Like the topic says... I've heard mount tremblant is only open from 9 till 330? can anyone shed some light on this? for 80$ a day kinda seems a little outlandish....


----------



## m_jel (Apr 21, 2009)

haha, after going out west, anything in the east seems like a ridiculous price. Last time I was there it was only open those hours, but i seem to remember it being more like $60-$70. Also, if you have an CASI levels, they used to give discounts for that too.


----------



## playbass311 (Feb 10, 2008)

its open until 4, they start to shut down certain areas at 3:30 with the final portion closing at 4. Yeah I've only ever gone up there for college trips and got package rates so I don't really know what the daily lift price is, does seem a little steep though.


----------



## Bones (Feb 24, 2008)

It's only some lifts that close at 3:30pm. Generally the areas that are only serviced by one lift that take a little longer to do the patrol sweep before it gets too dark to see someone in trouble in the glades. The main lifts and gondola run till 4.

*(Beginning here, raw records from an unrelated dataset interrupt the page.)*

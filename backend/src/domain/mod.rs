//! Domain layer: models, commands, and the services that operate on them.

pub mod commands;
pub mod models;

pub mod baby_service;
pub mod conflict_service;
pub mod document_service;
pub mod event_service;

pub use baby_service::BabyService;
pub use conflict_service::{ConflictPhase, ConflictService};
pub use document_service::DocumentService;
pub use event_service::EventService;
//! Conflict resolution domain logic.
//!
//! When the sync layer lands competing revisions of a document next to
//! the local copy, this service mediates the flow: detect the candidates,
//! present them grouped by originating device, apply the user's choice,
//! and reconcile the version set. Resolution is never automatic; event
//! data is not safely auto-mergeable, so a user decision is always
//! required.

use anyhow::{anyhow, Result};
use log::{info, warn};
use shared::{
    ConflictChoice, ConflictGroup, ConflictPresentation, ConflictVersionSummary, DocumentState,
};
use std::collections::BTreeMap;
use std::sync::{Arc, Mutex};

use crate::domain::commands::conflicts::{
    CheckConflictsCommand, CheckConflictsResult, PresentConflictsCommand, PresentConflictsResult,
    ResolveConflictCommand, ResolveConflictResult,
};
use crate::domain::models::archive::Archive;
use crate::domain::models::version::FileVersion;
use crate::storage::json::LogRepository;
use crate::storage::traits::{LogStorage, VersionStorage};

/// Where the resolver currently is in the conflict flow.
#[derive(Debug, Clone, Copy, PartialEq, Eq)]
pub enum ConflictPhase {
    /// Single authoritative on-disk version
    Normal,
    /// Competing versions reported by the version store
    Detected,
    /// The candidate set is in front of the user
    Presenting,
    /// A user choice is being applied
    Resolving,
}

/// Mapper from domain versions to the presentation DTOs the UI renders.
struct VersionMapper;

impl VersionMapper {
    fn to_dto(version: &FileVersion) -> ConflictVersionSummary {
        ConflictVersionSummary {
            version_id: version.id.clone(),
            device: version.device.clone(),
            modified_at: version.modified_at.to_rfc3339(),
        }
    }
}

/// Service driving the conflict resolution state machine
#[derive(Clone)]
pub struct ConflictService {
    versions: Arc<dyn VersionStorage>,
    repository: LogRepository,
    phase: Arc<Mutex<ConflictPhase>>,
    document_state: Arc<Mutex<DocumentState>>,
}

impl ConflictService {
    /// Create a new ConflictService. The document state handle is shared
    /// with the document service so both report through one state.
    pub fn new(
        versions: Arc<dyn VersionStorage>,
        repository: LogRepository,
        document_state: Arc<Mutex<DocumentState>>,
    ) -> Self {
        Self {
            versions,
            repository,
            phase: Arc::new(Mutex::new(ConflictPhase::Normal)),
            document_state,
        }
    }

    /// Current phase of the conflict flow
    pub fn phase(&self) -> ConflictPhase {
        *self.phase.lock().unwrap()
    }

    fn set_phase(&self, phase: ConflictPhase) {
        *self.phase.lock().unwrap() = phase;
    }

    fn set_document_state(&self, state: DocumentState) {
        *self.document_state.lock().unwrap() = state;
    }

    /// Ask the version store whether competing revisions exist
    pub fn check_for_conflicts(&self, command: CheckConflictsCommand) -> Result<CheckConflictsResult> {
        let versions = self.unresolved_versions(&command.document_id)?;

        if versions.is_empty() {
            self.set_phase(ConflictPhase::Normal);
            return Ok(CheckConflictsResult {
                conflicts_found: false,
                version_count: 0,
            });
        }

        self.set_phase(ConflictPhase::Detected);
        self.set_document_state(DocumentState::InConflict);
        info!(
            "Detected {} competing versions for document '{}'",
            versions.len(),
            command.document_id
        );

        Ok(CheckConflictsResult {
            conflicts_found: true,
            version_count: versions.len(),
        })
    }

    /// Build the grouped presentation of competing versions
    pub fn present_conflicts(&self, command: PresentConflictsCommand) -> Result<PresentConflictsResult> {
        let versions = self.unresolved_versions(&command.document_id)?;
        if versions.is_empty() {
            return Err(anyhow!(
                "No competing versions to present for document '{}'",
                command.document_id
            ));
        }

        let groups = Self::group_by_device(&versions);
        self.set_phase(ConflictPhase::Presenting);

        Ok(PresentConflictsResult {
            presentation: ConflictPresentation {
                document_id: command.document_id,
                groups,
            },
        })
    }

    /// Group versions by originating device; within a group, sort by
    /// modification time ascending. The UI shows single-version groups
    /// directly and renders larger groups as drill-in summaries.
    fn group_by_device(versions: &[FileVersion]) -> Vec<ConflictGroup> {
        let mut by_device: BTreeMap<String, Vec<&FileVersion>> = BTreeMap::new();
        for version in versions {
            by_device
                .entry(version.device.clone())
                .or_default()
                .push(version);
        }

        by_device
            .into_iter()
            .map(|(device, mut group)| {
                group.sort_by(|a, b| a.modified_at.cmp(&b.modified_at));
                ConflictGroup {
                    device,
                    versions: group.iter().map(|v| VersionMapper::to_dto(v)).collect(),
                }
            })
            .collect()
    }

    /// Apply the user's decision and reconcile the version set.
    ///
    /// The chosen content takes effect even when cleanup of the losing
    /// versions fails; failed ids come back in `cleanup_failures` and the
    /// stragglers can be retried on a later pass.
    pub fn resolve_conflict(&self, command: ResolveConflictCommand) -> Result<ResolveConflictResult> {
        self.set_phase(ConflictPhase::Resolving);
        let document_id = &command.document_id;
        let versions = self.unresolved_versions(document_id)?;

        let log = match &command.choice {
            ConflictChoice::Revert => {
                let archive = self
                    .repository
                    .load_document(document_id)?
                    .ok_or_else(|| anyhow!("Document not found: {}", document_id))?;
                info!("Reverting document '{}' to the local on-disk copy", document_id);
                archive.into_log()
            }
            ConflictChoice::Replace { version_id } => {
                if !versions.iter().any(|v| v.id == *version_id) {
                    self.set_phase(ConflictPhase::Presenting);
                    return Err(anyhow!(
                        "Unknown version '{}' for document '{}'",
                        version_id,
                        document_id
                    ));
                }
                let payload = self.versions.load_version_payload(document_id, version_id)?;
                let archive = Archive::decode(&payload)?;
                self.repository.save_document(document_id, &archive)?;
                info!(
                    "Replaced document '{}' with version {}",
                    document_id, version_id
                );
                archive.into_log()
            }
        };

        // every candidate is marked resolved and removed; the winner's
        // content already lives on as the document itself
        let mut cleanup_failures = Vec::new();
        for version in &versions {
            let cleaned = self
                .versions
                .mark_resolved(document_id, &version.id)
                .and_then(|_| self.versions.remove_version(document_id, &version.id));
            if let Err(e) = cleaned {
                warn!(
                    "Failed to clean up version {} of document '{}': {}",
                    version.id, document_id, e
                );
                cleanup_failures.push(version.id.clone());
            }
        }

        self.set_phase(ConflictPhase::Normal);
        self.set_document_state(DocumentState::Normal);

        if cleanup_failures.is_empty() {
            info!("Conflict for document '{}' fully reconciled", document_id);
        } else {
            warn!(
                "Conflict for document '{}' resolved with {} versions left behind",
                document_id,
                cleanup_failures.len()
            );
        }

        Ok(ResolveConflictResult {
            log,
            cleanup_failures,
        })
    }

    fn unresolved_versions(&self, document_id: &str) -> Result<Vec<FileVersion>> {
        Ok(self
            .versions
            .list_competing_versions(document_id)?
            .into_iter()
            .filter(|v| !v.is_resolved)
            .collect())
    }
}
//! # JSON Storage Module
//!
//! This module provides the JSON-file storage implementation for the baby
//! tracker. One document is one pretty-printed JSON file; competing
//! revisions from other devices live in a sidecar directory next to it.
//!
//! ## Features
//!
//! - One file per log (`{document_id}.babylog.json`) with atomic writes
//! - Sidecar version sets (`{document_id}.babylog.versions/`) holding
//!   competing revisions as payload + YAML metadata pairs
//! - Compatible with the same `LogStorage`/`VersionStorage` traits as any
//!   other backend
//!
//! ## File Format
//!
//! Document payloads have the following structure:
//! ```json
//! {
//!   "baby": { "id": "baby::1702516122000", "name": "Emma", "emoji": "🐣",
//!             "prefersEmoji": true, "birthday": "2023-11-02" },
//!   "eventStore": { "feedings": {}, "changes": {}, "naps": {},
//!                   "fussies": {}, "weighIns": {}, "tummyTimes": {},
//!                   "customEvents": {} }
//! }
//! ```

pub mod connection;
pub mod log_repository;
pub mod version_repository;

pub use connection::JsonConnection;
pub use log_repository::LogRepository;
pub use version_repository::VersionRepository;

Also, if you want a good deal on tickets, buy them at Costco in person or online. $59 including lunch last year.


----------



## fredericp64 (Jan 4, 2010)

It's true, but a frigging nice mountain though!!

Their season pass goes for like 1300$ no joke...


----------



## InfiniteEclipse (Jan 2, 2009)

No night boarding? lame


----------



## david_z (Dec 14, 2009)

i think there is night boarding at Mont Saint Anne - as you drive in to Tremblant (from MTL) about 20-30 minutes out you'll pass another mountain on your right. I _think_ this is Saint Anne (but never been and don't recall for sure). In any event, whatever mountain that is about halfway between Montreal and Tremblant, does some night riding. Check it out.


----------



## fredericp64 (Jan 4, 2010)

If you're into park riding I'd suggest Mont Saint-Sauveur/Avila. They're open 'till 10pm (give/take depending on the day) and are DA BOMB!


----------



## m_jel (Apr 21, 2009)

so many better options than tremblant. st sauveur, le massif, st anne/stoneham, to name a few. I've always experienced ice and big lines at tremblant, pretty nice park though


----------



## JP89 (Jan 31, 2009)

My girlfriend and I went up to tremblant last year around late february. The lift tickets are about 70$ before taxes, which is a total rip off. The main gondala would close around 430 when we went, since i guess it was near the end of the season. You might be able to get discounted lift tickets if you are getting accomdation as a package. 

Its an intrawest resort, so expect high prices. Its a nice mountain overall. The biggest and has the highest peak out of all the nearby resorts. 

PS. There's not a lot of parking in that area so make sure you go early.


----------